Nadja Maria Mourão1 Rita de Castro Engler2

RESUMO

Este artigo busca contextualizar e analisar os conceitos relacionados ao território, tradições e comunidades e a importância das manifestações culturais de algumas comunidades de Chapada Gaúcha e arredores, em especial, as narrativas colhidas durante o evento “Encontro dos Povos”. Tratamos de pesquisa-ação em que foram aplicadas oficinas de design, cultura e identidade, para estimular a inovação na produção artesanal, valorizando os atributos locais identificados. Entre os resultados da pesquisa, gerou-se a oportunidade de conhecimento e desenvolvimento de técnicas e novos modelos, sustentados nos recursos e cultura local.

Palavras Chave: Comunidade, Território, Tradições.

AbSTRACT

This article seeks to contextualize and analyze concepts related to territory, traditions and communities, and the importance of cultural manifestations of some communities of Chapada Gaúcha area, especially conversations collected during the “Encounter of Peoples”. Active research on culture and identity design workshops were implemented to stimulate innovation in craft production, valuing the identified local attributes. The results of this research generated the opportunity of learning and development of techniques, as well as new models, focused on local resources and culture.

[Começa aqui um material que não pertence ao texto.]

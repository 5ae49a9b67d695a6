// src/services/telemetry.rs
//! UI telemetry emission. Every failure is logged and dropped here; nothing
//! in this module returns an error to its caller.

use crate::models::{UiEventType, UiMetric};
use crate::services::api_client::VideoApi;
use log::warn;
use std::future::Future;
use std::sync::Arc;
use std::time::Instant;

#[derive(Clone)]
pub struct UiTelemetry {
    api: Arc<dyn VideoApi>,
}

impl UiTelemetry {
    pub fn new(api: Arc<dyn VideoApi>) -> Self {
        Self { api }
    }

    pub async fn send(&self, metric: UiMetric) {
        if let Err(e) = self.api.send_ui_metric(&metric).await {
            warn!(
                "Failed to send UI metric for {}: {}",
                metric.component,
                e.to_api_error()
            );
        }
    }

    /// Sends without waiting. Needs a running tokio runtime.
    pub fn emit(&self, metric: UiMetric) {
        let telemetry = self.clone();
        tokio::spawn(async move { telemetry.send(metric).await });
    }
}

fn elapsed_ms(since: Instant) -> f64 {
    since.elapsed().as_secs_f64() * 1000.0
}

/// Load/render timing for one component instance.
pub struct ComponentMetrics {
    telemetry: UiTelemetry,
    component: String,
    load_start: Instant,
    render_start: Option<Instant>,
}

impl ComponentMetrics {
    pub fn new(telemetry: UiTelemetry, component: impl Into<String>) -> Self {
        Self {
            telemetry,
            component: component.into(),
            load_start: Instant::now(),
            render_start: None,
        }
    }

    pub fn mark_render_start(&mut self) {
        self.render_start = Some(Instant::now());
    }

    /// Reports the time from load start to render start and the render
    /// time itself.
    pub fn mark_render_end(&self) {
        let render_start = self.render_start.unwrap_or(self.load_start);
        let load_time_ms = render_start.duration_since(self.load_start).as_secs_f64() * 1000.0;

        self.telemetry.emit(UiMetric {
            component: self.component.clone(),
            load_time_ms,
            render_time_ms: Some(elapsed_ms(render_start)),
            event_type: UiEventType::Render,
        });
    }

    pub fn mark_load_end(&self) {
        self.telemetry.emit(UiMetric {
            component: self.component.clone(),
            load_time_ms: elapsed_ms(self.load_start),
            render_time_ms: None,
            event_type: UiEventType::Load,
        });
    }
}

/// Runs `operation` and reports how long it took, whether it failed or not.
/// The report goes out in the background; the result is returned as soon as
/// `operation` finishes.
pub async fn measure_execution_time<T, E, Fut>(
    telemetry: &UiTelemetry,
    component: &str,
    event_type: UiEventType,
    operation: Fut,
) -> Result<T, E>
where
    Fut: Future<Output = Result<T, E>>,
{
    let start = Instant::now();
    let result = operation.await;

    telemetry.emit(UiMetric {
        component: component.to_string(),
        load_time_ms: elapsed_ms(start),
        render_time_ms: None,
        event_type,
    });

    result
}

#[cfg(test)]
mod tests {
    use super::*;
    use crate::errors::DashboardError;
    use crate::services::testing::FakeApi;
    use std::time::Duration;

    #[tokio::test]
    async fn send_swallows_backend_failures() {
        let api = Arc::new(FakeApi::default());
        api.fail_telemetry();
        let telemetry = UiTelemetry::new(api.clone());

        telemetry
            .send(UiMetric {
                component: "UploadScreen".into(),
                load_time_ms: 5.0,
                render_time_ms: None,
                event_type: UiEventType::Load,
            })
            .await;

        assert_eq!(api.ui_metrics_sent().len(), 1);
    }

    // Lets spawned sends run to completion.
    async fn settle() {
        tokio::time::sleep(Duration::from_millis(10)).await;
    }

    #[tokio::test(start_paused = true)]
    async fn component_marks_emit_load_and_render_events() {
        let api = Arc::new(FakeApi::default());
        let mut metrics = ComponentMetrics::new(UiTelemetry::new(api.clone()), "ResultsScreen");

        metrics.mark_load_end();
        metrics.mark_render_start();
        metrics.mark_render_end();
        settle().await;

        let sent = api.ui_metrics_sent();
        assert_eq!(sent.len(), 2);
        let load = sent
            .iter()
            .find(|m| m.event_type == UiEventType::Load)
            .unwrap();
        assert!(load.render_time_ms.is_none());
        let render = sent
            .iter()
            .find(|m| m.event_type == UiEventType::Render)
            .unwrap();
        assert_eq!(render.component, "ResultsScreen");
        assert!(render.render_time_ms.is_some());
    }

    #[tokio::test(start_paused = true)]
    async fn measured_failures_are_reported_and_propagated() {
        let api = Arc::new(FakeApi::default());
        let telemetry = UiTelemetry::new(api.clone());

        let result: Result<(), DashboardError> = measure_execution_time(
            &telemetry,
            "MetricsDashboard",
            UiEventType::Interaction,
            async { Err(DashboardError::Validation("nope".into())) },
        )
        .await;
        settle().await;

        assert!(result.is_err());
        let sent = api.ui_metrics_sent();
        assert_eq!(sent.len(), 1);
        assert_eq!(sent[0].event_type, UiEventType::Interaction);
    }

    #[tokio::test(start_paused = true)]
    async fn slow_telemetry_backend_does_not_hold_up_the_caller() {
        let api = Arc::new(FakeApi::default());
        api.with_telemetry_delay(Duration::from_secs(30));
        let telemetry = UiTelemetry::new(api.clone());
        let mut screen = ComponentMetrics::new(telemetry.clone(), "UploadScreen");

        let started = tokio::time::Instant::now();
        let result = measure_execution_time(
            &telemetry,
            "UploadScreen",
            UiEventType::Interaction,
            async { Ok::<_, DashboardError>(7) },
        )
        .await;
        screen.mark_load_end();
        screen.mark_render_start();
        screen.mark_render_end();

        assert_eq!(result.unwrap(), 7);
        assert_eq!(started.elapsed(), Duration::ZERO);
        assert!(api.ui_metrics_sent().is_empty());

        tokio::time::sleep(Duration::from_secs(31)).await;
        assert_eq!(api.ui_metrics_sent().len(), 3);
    }
}
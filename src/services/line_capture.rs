// src/services/line_capture.rs
use crate::errors::DashboardError;
use crate::models::{LineConfig, Point};
use crate::services::preview_renderer::{PreviewData, PreviewRenderer};
use image::RgbaImage;
use log::debug;

/// Where the capture surface sits on screen, in display (CSS) pixels.
#[derive(Debug, Clone, Copy, PartialEq)]
pub struct DisplayRect {
    pub left: f64,
    pub top: f64,
    pub width: f64,
    pub height: f64,
}

impl DisplayRect {
    pub fn new(left: f64, top: f64, width: f64, height: f64) -> Self {
        Self {
            left,
            top,
            width,
            height,
        }
    }

    /// A surface shown at 1:1 with its source image.
    pub fn native(width: u32, height: u32) -> Self {
        Self::new(0.0, 0.0, width as f64, height as f64)
    }
}

#[derive(Debug, Clone, Copy, PartialEq)]
pub enum CaptureState {
    Empty,
    OnePoint(Point),
    TwoPoints(Point, Point),
}

impl CaptureState {
    pub fn points(&self) -> Vec<Point> {
        match *self {
            CaptureState::Empty => Vec::new(),
            CaptureState::OnePoint(a) => vec![a],
            CaptureState::TwoPoints(a, b) => vec![a, b],
        }
    }
}

/// Collects exactly two clicks on a preview frame and turns them into a
/// [`LineConfig`] in source-image pixels.
pub struct LineCapture {
    preview: PreviewData,
    renderer: PreviewRenderer,
    state: CaptureState,
    surface: RgbaImage,
}

impl LineCapture {
    pub fn new(preview: PreviewData) -> Self {
        let renderer = PreviewRenderer::new();
        let surface = renderer.render(&preview.frame, &[]);
        Self {
            preview,
            renderer,
            state: CaptureState::Empty,
            surface,
        }
    }

    pub fn state(&self) -> CaptureState {
        self.state
    }

    pub fn preview(&self) -> &PreviewData {
        &self.preview
    }

    pub fn surface(&self) -> &RgbaImage {
        &self.surface
    }

    pub fn can_save(&self) -> bool {
        matches!(self.state, CaptureState::TwoPoints(..))
    }

    /// Maps a display-space click into image space, clamped to the frame.
    pub fn to_image_space(&self, client_x: f64, client_y: f64, rect: DisplayRect) -> Option<Point> {
        if rect.width <= 0.0 || rect.height <= 0.0 {
            return None;
        }
        let scale_x = self.preview.width as f64 / rect.width;
        let scale_y = self.preview.height as f64 / rect.height;

        let max_x = self.preview.width.saturating_sub(1) as f64;
        let max_y = self.preview.height.saturating_sub(1) as f64;

        let x = ((client_x - rect.left) * scale_x).clamp(0.0, max_x);
        let y = ((client_y - rect.top) * scale_y).clamp(0.0, max_y);
        Some(Point::new(x, y))
    }

    /// Records a click. Returns `false` when the click was ignored.
    pub fn click(&mut self, client_x: f64, client_y: f64, rect: DisplayRect) -> bool {
        let Some(point) = self.to_image_space(client_x, client_y, rect) else {
            debug!("ignoring click on a zero-sized surface");
            return false;
        };

        self.state = match self.state {
            CaptureState::Empty => CaptureState::OnePoint(point),
            CaptureState::OnePoint(first) => CaptureState::TwoPoints(first, point),
            CaptureState::TwoPoints(..) => return false,
        };
        self.redraw();
        true
    }

    pub fn reset(&mut self) {
        self.state = CaptureState::Empty;
        self.redraw();
    }

    /// Emits the captured points in click order.
    pub fn save(&self) -> Result<LineConfig, DashboardError> {
        match self.state {
            CaptureState::TwoPoints(point1, point2) => Ok(LineConfig { point1, point2 }),
            _ => Err(DashboardError::Validation(
                "Two points are required to save the line".to_string(),
            )),
        }
    }

    pub fn surface_png(&self) -> Result<Vec<u8>, DashboardError> {
        self.renderer.encode_png(&self.surface)
    }

    fn redraw(&mut self) {
        self.surface = self.renderer.render(&self.preview.frame, &self.state.points());
    }
}
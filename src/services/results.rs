// src/services/results.rs
use crate::errors::DashboardError;
use crate::models::{FrameStatistic, HeatmapImage, ResultsBundle};
use crate::services::api_client::{DownloadKind, VideoApi};
use crate::services::downloads::Downloader;
use crate::services::preview_renderer::decode_base64_image;
use image::RgbaImage;
use log::{debug, error, warn};
use std::collections::HashSet;
use std::path::PathBuf;
use std::sync::{Arc, Mutex};

pub const NOT_AVAILABLE: &str = "N/A";

/// Formats seconds as `MM:SS`, or `HH:MM:SS` from one hour up.
pub fn format_duration(seconds: f64) -> String {
    let total = if seconds.is_finite() && seconds > 0.0 {
        seconds.floor() as u64
    } else {
        0
    };
    let hours = total / 3600;
    let minutes = (total % 3600) / 60;
    let secs = total % 60;

    if hours > 0 {
        format!("{:02}:{:02}:{:02}", hours, minutes, secs)
    } else {
        format!("{:02}:{:02}", minutes, secs)
    }
}

fn frame_time(frame: u64, fps: f64) -> f64 {
    if fps <= 0.0 || !fps.is_finite() {
        return 0.0;
    }
    (frame as f64 / fps * 10.0).round() / 10.0
}

#[derive(Debug, Clone, Copy, PartialEq)]
pub struct CountPoint {
    pub frame: u64,
    /// Seconds into the video, one decimal.
    pub time: f64,
    pub count: u32,
}

#[derive(Debug, Clone, Copy, PartialEq)]
pub struct InOutPoint {
    pub frame: u64,
    pub time: f64,
    pub cumulative_in: u32,
    pub cumulative_out: u32,
}

pub fn count_series(statistics: &[FrameStatistic], fps: f64) -> Vec<CountPoint> {
    statistics
        .iter()
        .map(|stat| CountPoint {
            frame: stat.frame,
            time: frame_time(stat.frame, fps),
            count: stat.count,
        })
        .collect()
}

/// Cumulative IN/OUT per frame. Frames without an explicit value keep the
/// last one seen.
pub fn cumulative_in_out(statistics: &[FrameStatistic], fps: f64) -> Vec<InOutPoint> {
    let mut cumulative_in = 0;
    let mut cumulative_out = 0;

    statistics
        .iter()
        .map(|stat| {
            if let Some(value) = stat.in_count {
                cumulative_in = value;
            }
            if let Some(value) = stat.out_count {
                cumulative_out = value;
            }
            InOutPoint {
                frame: stat.frame,
                time: frame_time(stat.frame, fps),
                cumulative_in,
                cumulative_out,
            }
        })
        .collect()
}

pub fn has_in_out_events(series: &[InOutPoint]) -> bool {
    series
        .iter()
        .any(|p| p.cumulative_in > 0 || p.cumulative_out > 0)
}

#[derive(Debug, Clone, Copy, PartialEq, Eq)]
pub struct SummaryCards {
    pub total_in: u32,
    pub total_out: u32,
    pub frames_analyzed: usize,
    pub max_per_frame: u32,
}

pub struct HeatmapView {
    pub filename: String,
    pub image: RgbaImage,
}

fn decode_heatmap(heatmap: HeatmapImage) -> Result<HeatmapView, DashboardError> {
    let bytes = decode_base64_image(&heatmap.image)?;
    let image = image::load_from_memory(&bytes)
        .map_err(|e| DashboardError::ImageProcessing(e.to_string()))?
        .to_rgba8();
    Ok(HeatmapView {
        filename: heatmap.filename,
        image,
    })
}

/// Everything the results screen shows for one completed task.
pub struct ResultsPage {
    pub task_id: String,
    pub bundle: ResultsBundle,
    pub heatmap: Option<HeatmapView>,
}

impl ResultsPage {
    /// Fetches the bundle and the heatmap side by side. Only the bundle is
    /// required; a missing or broken heatmap is logged and left out.
    pub async fn load(api: &dyn VideoApi, task_id: &str) -> Result<Self, DashboardError> {
        if task_id.trim().is_empty() {
            return Err(DashboardError::Validation("Task id is required".into()));
        }

        let (bundle, heatmap) =
            tokio::join!(api.get_results(task_id), api.get_heatmap_image(task_id));
        let bundle = bundle?;

        let heatmap = match heatmap.and_then(decode_heatmap) {
            Ok(view) => Some(view),
            Err(e) => {
                warn!("Heatmap for task {} unavailable: {}", task_id, e);
                None
            }
        };

        Ok(Self {
            task_id: task_id.to_string(),
            bundle,
            heatmap,
        })
    }

    pub fn duration_label(&self) -> String {
        format_duration(self.bundle.video_info.duration)
    }

    pub fn processing_time_label(&self) -> String {
        match self.bundle.processing_time {
            Some(seconds) if seconds > 0.0 => format_duration(seconds),
            _ => NOT_AVAILABLE.to_string(),
        }
    }

    pub fn count_series(&self) -> Vec<CountPoint> {
        count_series(&self.bundle.statistics, self.bundle.video_info.fps)
    }

    pub fn in_out_series(&self) -> Vec<InOutPoint> {
        cumulative_in_out(&self.bundle.statistics, self.bundle.video_info.fps)
    }

    pub fn summary_cards(&self) -> SummaryCards {
        let tracking = self.bundle.tracking.clone().unwrap_or_default();
        SummaryCards {
            total_in: tracking.total_in,
            total_out: tracking.total_out,
            frames_analyzed: self.bundle.statistics.len(),
            max_per_frame: self.bundle.summary.max_count,
        }
    }
}

/// Blocking, user-facing notification for failures that happen away from
/// any inline error slot.
pub trait Notifier: Send + Sync {
    fn alert(&self, message: &str);
}

/// Reports alerts through the log.
pub struct LogNotifier;

impl Notifier for LogNotifier {
    fn alert(&self, message: &str) {
        error!("{}", message);
    }
}

/// Result downloads with a per-type "in flight" marker.
pub struct ResultsDownloads {
    api: Arc<dyn VideoApi>,
    downloader: Downloader,
    notifier: Arc<dyn Notifier>,
    in_flight: Mutex<HashSet<DownloadKind>>,
}

struct InFlight<'a> {
    set: &'a Mutex<HashSet<DownloadKind>>,
    kind: DownloadKind,
}

impl Drop for InFlight<'_> {
    fn drop(&mut self) {
        let mut set = self.set.lock().unwrap_or_else(|e| e.into_inner());
        set.remove(&self.kind);
    }
}

impl ResultsDownloads {
    pub fn new(api: Arc<dyn VideoApi>, downloader: Downloader, notifier: Arc<dyn Notifier>) -> Self {
        Self {
            api,
            downloader,
            notifier,
            in_flight: Mutex::new(HashSet::new()),
        }
    }

    pub fn is_downloading(&self, kind: DownloadKind) -> bool {
        self.in_flight
            .lock()
            .unwrap_or_else(|e| e.into_inner())
            .contains(&kind)
    }

    fn begin(&self, kind: DownloadKind) -> Option<InFlight<'_>> {
        let mut set = self.in_flight.lock().unwrap_or_else(|e| e.into_inner());
        if !set.insert(kind) {
            return None;
        }
        Some(InFlight {
            set: &self.in_flight,
            kind,
        })
    }

    /// Downloads one artifact under its default name. Failures go to the
    /// notifier; `None` means nothing was saved.
    pub async fn download(&self, task_id: &str, kind: DownloadKind) -> Option<PathBuf> {
        let Some(_marker) = self.begin(kind) else {
            debug!("{:?} download for {} already in flight", kind, task_id);
            return None;
        };

        match self
            .downloader
            .download(self.api.as_ref(), task_id, kind, None)
            .await
        {
            Ok(path) => Some(path),
            Err(e) => {
                self.notifier
                    .alert(&format!("Download failed: {}", e.to_api_error().error));
                None
            }
        }
    }
}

Keywords: Community Planning, Traditions

1 Doutoranda em Design – PPGD/UEMG (Orientadora: Rita de Castro Engler); membro e professora do CEDTec – Centro de Estu-dos em Design e Tecnologia da Escola de Design/Universidade do Estado de Minas Gerais. E-mail: [email protected] Doutorado em Engenharia de Produção e Gestão de Inovação Tecnológica – Ecole Centrale Paris/FR, Pós-doutorado em Design Social na Ryerson University – Toronto/CA, coordenadora Mestrado e Doutorado do PPGD/UEMG e do CEDTec. E-mail: [email protected].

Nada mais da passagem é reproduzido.